• [Data items]:
--------------------------------------------------

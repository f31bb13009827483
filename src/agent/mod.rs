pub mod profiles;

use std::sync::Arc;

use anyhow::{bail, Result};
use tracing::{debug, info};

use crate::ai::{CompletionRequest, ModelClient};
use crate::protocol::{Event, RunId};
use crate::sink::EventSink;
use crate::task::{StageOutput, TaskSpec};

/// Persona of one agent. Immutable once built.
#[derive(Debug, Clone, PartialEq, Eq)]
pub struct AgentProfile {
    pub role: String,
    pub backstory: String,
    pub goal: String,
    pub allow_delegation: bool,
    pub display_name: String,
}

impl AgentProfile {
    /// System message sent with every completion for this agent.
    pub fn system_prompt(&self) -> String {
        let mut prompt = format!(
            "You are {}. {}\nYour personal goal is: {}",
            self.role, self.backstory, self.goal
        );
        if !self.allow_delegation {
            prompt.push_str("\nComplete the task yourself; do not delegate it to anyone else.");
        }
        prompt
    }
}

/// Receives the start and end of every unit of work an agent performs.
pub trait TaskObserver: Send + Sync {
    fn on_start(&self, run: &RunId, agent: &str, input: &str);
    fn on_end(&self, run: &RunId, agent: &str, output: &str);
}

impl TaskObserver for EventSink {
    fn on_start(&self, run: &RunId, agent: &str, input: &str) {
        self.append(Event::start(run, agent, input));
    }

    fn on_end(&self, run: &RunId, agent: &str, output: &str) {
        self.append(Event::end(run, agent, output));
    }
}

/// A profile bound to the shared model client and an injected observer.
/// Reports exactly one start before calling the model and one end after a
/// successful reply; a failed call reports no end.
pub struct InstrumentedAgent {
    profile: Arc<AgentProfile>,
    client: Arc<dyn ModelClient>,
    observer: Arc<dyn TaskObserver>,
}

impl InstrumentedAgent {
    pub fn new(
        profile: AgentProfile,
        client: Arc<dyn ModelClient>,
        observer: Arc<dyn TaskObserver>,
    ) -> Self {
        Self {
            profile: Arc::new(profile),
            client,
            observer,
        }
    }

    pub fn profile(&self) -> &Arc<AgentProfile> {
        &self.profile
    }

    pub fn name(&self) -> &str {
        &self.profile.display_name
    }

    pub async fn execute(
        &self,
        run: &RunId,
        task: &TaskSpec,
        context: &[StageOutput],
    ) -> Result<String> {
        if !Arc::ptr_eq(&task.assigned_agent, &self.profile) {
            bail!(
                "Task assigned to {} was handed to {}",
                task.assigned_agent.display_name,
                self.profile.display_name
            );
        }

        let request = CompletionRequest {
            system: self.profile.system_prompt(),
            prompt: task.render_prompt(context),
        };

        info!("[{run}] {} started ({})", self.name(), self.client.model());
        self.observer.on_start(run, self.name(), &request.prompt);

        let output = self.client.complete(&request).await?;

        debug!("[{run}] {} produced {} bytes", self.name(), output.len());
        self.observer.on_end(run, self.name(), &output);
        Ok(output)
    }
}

--------------------------------------------------

• [WHAT IS BEING ASKED]:
For each line in the records that contains the word "struct", make a copy.

• [RESPONSE TO THIS EXERCISE]:
pub struct AgentProfile {
pub struct InstrumentedAgent {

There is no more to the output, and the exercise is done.